Which one of the following statements
regarding management of neuromuscular scoliosis is LEAST accurate?
a. Neuromuscular curves do not respond
well to orthotic treatment, and spinal surgery is frequently required
b. Observation is reasonable for patients with small curves (30°)
c. Surgery is not recommended before the age of 5
d. Earlier surgical treatment is advised for
patients with Duchenne’s muscular
dystrophy (when curves reach 20°)
e. Curves up to 90° are most commonly
treated with posterior spinal instrumentation and fusion

A

c.
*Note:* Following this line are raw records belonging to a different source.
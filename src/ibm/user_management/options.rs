//! User Management request options

use std::fmt;
use std::str::FromStr;

use serde::Serialize;

use crate::error::{PsError, Result};
use crate::ibm::traits::PagedRequest;

/// User state that can be set on a profile
#[derive(Debug, Clone, Copy, PartialEq, Eq, Serialize)]
#[serde(rename_all = "SCREAMING_SNAKE_CASE")]
pub enum UserState {
    Processing,
    Pending,
    Active,
    DisabledClassicInfrastructure,
    VpnOnly,
}

impl UserState {
    const ALL: [UserState; 5] = [
        UserState::Processing,
        UserState::Pending,
        UserState::Active,
        UserState::DisabledClassicInfrastructure,
        UserState::VpnOnly,
    ];

    pub fn as_str(&self) -> &'static str {
        match self {
            UserState::Processing => "PROCESSING",
            UserState::Pending => "PENDING",
            UserState::Active => "ACTIVE",
            UserState::DisabledClassicInfrastructure => "DISABLED_CLASSIC_INFRASTRUCTURE",
            UserState::VpnOnly => "VPN_ONLY",
        }
    }
}

impl FromStr for UserState {
    type Err = PsError;

    fn from_str(s: &str) -> Result<Self> {
        Self::ALL
            .into_iter()
            .find(|state| state.as_str() == s)
            .ok_or_else(|| PsError::invalid(format!("unknown user state '{}'", s)))
    }
}

impl fmt::Display for UserState {
    fn fmt(&self, f: &mut fmt::Formatter<'_>) -> fmt::Result {
        f.write_str(self.as_str())
    }
}

/// Account role given to invited users
#[derive(Debug, Clone, Copy, PartialEq, Eq, Serialize)]
pub enum AccountRole {
    Member,
}

impl FromStr for AccountRole {
    type Err = PsError;

    fn from_str(s: &str) -> Result<Self> {
        match s {
            "Member" => Ok(AccountRole::Member),
            other => Err(PsError::invalid(format!(
                "unknown account role '{}' (expected: Member)",
                other
            ))),
        }
    }
}

impl fmt::Display for AccountRole {
    fn fmt(&self, f: &mut fmt::Formatter<'_>) -> fmt::Result {
        match self {
            AccountRole::Member => write!(f, "Member"),
        }
    }
}

/// Options for the paged user list
#[derive(Debug, Clone)]
pub struct ListUsersOptions {
    pub account_id: String,
    /// Page size, 1 to 100
    pub limit: Option<i64>,
    pub include_settings: Option<bool>,
    /// Filter expression, e.g. `state:ACTIVE`
    pub search: Option<String>,
    pub start: Option<String>,
    pub user_id: Option<String>,
}

impl ListUsersOptions {
    pub fn new(account_id: impl Into<String>) -> Self {
        Self {
            account_id: account_id.into(),
            limit: None,
            include_settings: None,
            search: None,
            start: None,
            user_id: None,
        }
    }

    pub fn with_limit(mut self, limit: i64) -> Self {
        self.limit = Some(limit);
        self
    }

    pub fn with_include_settings(mut self, include: bool) -> Self {
        self.include_settings = Some(include);
        self
    }

    pub fn with_search(mut self, search: impl Into<String>) -> Self {
        self.search = Some(search.into());
        self
    }

    pub fn with_user_id(mut self, user_id: impl Into<String>) -> Self {
        self.user_id = Some(user_id.into());
        self
    }
}

impl PagedRequest for ListUsersOptions {
    fn start(&self) -> Option<&str> {
        self.start.as_deref()
    }

    fn set_start(&mut self, start: Option<String>) {
        self.start = start;
    }
}

/// User to invite
#[derive(Debug, Clone, Serialize, PartialEq)]
pub struct InviteUser {
    pub email: String,
    #[serde(skip_serializing_if = "Option::is_none")]
    pub account_role: Option<AccountRole>,
}

/// Policy granted to invited users
#[derive(Debug, Clone, Serialize, PartialEq)]
pub struct InviteUserIamPolicy {
    #[serde(rename = "type")]
    pub policy_type: String,
    #[serde(skip_serializing_if = "Vec::is_empty")]
    pub roles: Vec<Role>,
    #[serde(skip_serializing_if = "Vec::is_empty")]
    pub resources: Vec<Resource>,
}

impl InviteUserIamPolicy {
    pub fn new(policy_type: impl Into<String>) -> Result<Self> {
        let policy_type = policy_type.into();
        if policy_type.is_empty() {
            return Err(PsError::invalid("policy 'type' must not be empty"));
        }
        Ok(Self {
            policy_type,
            roles: Vec::new(),
            resources: Vec::new(),
        })
    }
}

#[derive(Debug, Clone, Serialize, PartialEq)]
pub struct Role {
    pub role_id: String,
}

#[derive(Debug, Clone, Serialize, PartialEq)]
pub struct Resource {
    pub attributes: Vec<Attribute>,
}

#[derive(Debug, Clone, Serialize, PartialEq)]
pub struct Attribute {
    pub name: String,
    pub value: String,
}

/// Body for `invite_users`
#[derive(Debug, Clone, Serialize)]
pub struct InviteUsersOptions {
    #[serde(skip)]
    pub account_id: String,
    #[serde(skip_serializing_if = "Vec::is_empty")]
    pub users: Vec<InviteUser>,
    #[serde(skip_serializing_if = "Vec::is_empty")]
    pub iam_policy: Vec<InviteUserIamPolicy>,
    #[serde(skip_serializing_if = "Vec::is_empty")]
    pub access_groups: Vec<String>,
}

impl InviteUsersOptions {
    pub fn new(account_id: impl Into<String>) -> Self {
        Self {
            account_id: account_id.into(),
            users: Vec::new(),
            iam_policy: Vec::new(),
            access_groups: Vec::new(),
        }
    }
}

/// Body for `update_user_profile`; unset fields are left unchanged
#[derive(Debug, Clone, Default, Serialize)]
pub struct UpdateUserProfileOptions {
    #[serde(skip)]
    pub account_id: String,
    #[serde(skip)]
    pub iam_id: String,
    #[serde(skip)]
    pub include_activity: Option<String>,
    #[serde(skip_serializing_if = "Option::is_none")]
    pub firstname: Option<String>,
    #[serde(skip_serializing_if = "Option::is_none")]
    pub lastname: Option<String>,
    #[serde(skip_serializing_if = "Option::is_none")]
    pub state: Option<UserState>,
    #[serde(skip_serializing_if = "Option::is_none")]
    pub email: Option<String>,
    #[serde(skip_serializing_if = "Option::is_none")]
    pub phonenumber: Option<String>,
    #[serde(skip_serializing_if = "Option::is_none")]
    pub altphonenumber: Option<String>,
    #[serde(skip_serializing_if = "Option::is_none")]
    pub photo: Option<String>,
}

impl UpdateUserProfileOptions {
    pub fn new(account_id: impl Into<String>, iam_id: impl Into<String>) -> Self {
        Self {
            account_id: account_id.into(),
            iam_id: iam_id.into(),
            ..Default::default()
        }
    }
}

/// Body for `update_user_settings`; unset fields are left unchanged
#[derive(Debug, Clone, Default, Serialize)]
pub struct UpdateUserSettingsOptions {
    #[serde(skip)]
    pub account_id: String,
    #[serde(skip)]
    pub iam_id: String,
    #[serde(skip_serializing_if = "Option::is_none")]
    pub language: Option<String>,
    #[serde(skip_serializing_if = "Option::is_none")]
    pub notification_language: Option<String>,
    #[serde(skip_serializing_if = "Option::is_none")]
    pub allowed_ip_addresses: Option<String>,
    #[serde(skip_serializing_if = "Option::is_none")]
    pub self_manage: Option<bool>,
}

impl UpdateUserSettingsOptions {
    pub fn new(account_id: impl Into<String>, iam_id: impl Into<String>) -> Self {
        Self {
            account_id: account_id.into(),
            iam_id: iam_id.into(),
            ..Default::default()
        }
    }
}

#[cfg(test)]
mod tests {
    use super::*;

    #[test]
    fn test_user_state_names() {
        for state in UserState::ALL {
            assert_eq!(state.as_str().parse::<UserState>().unwrap(), state);
            assert_eq!(serde_json::to_value(state).unwrap(), state.as_str());
        }
        assert!("active".parse::<UserState>().is_err());
        assert!("DELETED".parse::<UserState>().is_err());
    }

    #[test]
    fn test_account_role() {
        assert_eq!("Member".parse::<AccountRole>().unwrap(), AccountRole::Member);
        assert!("Owner".parse::<AccountRole>().is_err());
    }

    #[test]
    fn test_iam_policy_requires_type() {
        assert!(InviteUserIamPolicy::new("").is_err());
        let policy = InviteUserIamPolicy::new("access").unwrap();
        assert_eq!(
            serde_json::to_value(&policy).unwrap(),
            serde_json::json!({"type": "access"})
        );
    }

    #[test]
    fn test_invite_body_omits_account_id() {
        let mut options = InviteUsersOptions::new("abc");
        options.users.push(InviteUser {
            email: "user@example.com".to_string(),
            account_role: Some(AccountRole::Member),
        });
        options.access_groups.push("AccessGroupId-1".to_string());
        assert_eq!(
            serde_json::to_value(&options).unwrap(),
            serde_json::json!({
                "users": [{"email": "user@example.com", "account_role": "Member"}],
                "access_groups": ["AccessGroupId-1"]
            })
        );
    }

    #[test]
    fn test_update_profile_body() {
        let mut options = UpdateUserProfileOptions::new("abc", "IBMid-1");
        options.state = Some(UserState::VpnOnly);
        options.photo = Some(String::new());
        assert_eq!(
            serde_json::to_value(&options).unwrap(),
            serde_json::json!({"state": "VPN_ONLY", "photo": ""})
        );
    }

    #[test]
    fn test_list_users_builder() {
        let options = ListUsersOptions::new("abc")
            .with_limit(10)
            .with_search("state:ACTIVE")
            .with_include_settings(true);
        assert_eq!(options.limit, Some(10));
        assert_eq!(options.search.as_deref(), Some("state:ACTIVE"));
        assert!(options.start().is_none());
    }
}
Surgery is not recommended before the age of 5

Evaluation of neuromuscular scoliosis requires
assessment of the spinal deformity as well as multidisciplinary evaluation of underlying neuromuscular disease (e.g. developmental, seizures,
musculoskeletal, infections). Observation is
reasonable for curves <30°, large curves without
functional loss in severe developmental disability, and those not fit for major spinal reconstructive surgery. In most cases of neuromuscular
scoliosis, a spinal orthosis will not prevent curve
progression but serves to (i) help nonambulatory
patients to sit and (ii) slows progression of spinal
deformities until the onset of puberty (permits
growth of the spine prior to definitive treatment
with spinal instrumentation and fusion).
Orthotic management is challenging in neuromuscular disorders because of poor muscle control, impaired sensation, pulmonary
compromise, impaired gastrointestinal function,
obesity, and difficulty with cooperating with
brace wear. In general, operative treatment is
considered when progressive curves exceed 40°
or when patients develop trunk decompensation,
and there is no absolute minimum age to consider surgery. Earlier surgical treatment is
advised for patients with Duchenne’s muscular
dystrophy (when curves reach 20°) due to predictable pulmonary deterioration associated with further curve progression. It is not necessary to delay surgery until skeletal maturity. Curves up
to 90° are most commonly treated with posterior
spinal instrumentation and fusion. Curves
exceeding 90° or curves with severe stiffness
are considered for more complex procedures.
Combined anterior (i.e. ATDF - anterior thoracic discectomy and fusion) and posterior
approaches may help deformity correction,
enhance fusion and avoid the crankshaft phenomenon (by destroying anterior growth plates
in skeletally immature patients).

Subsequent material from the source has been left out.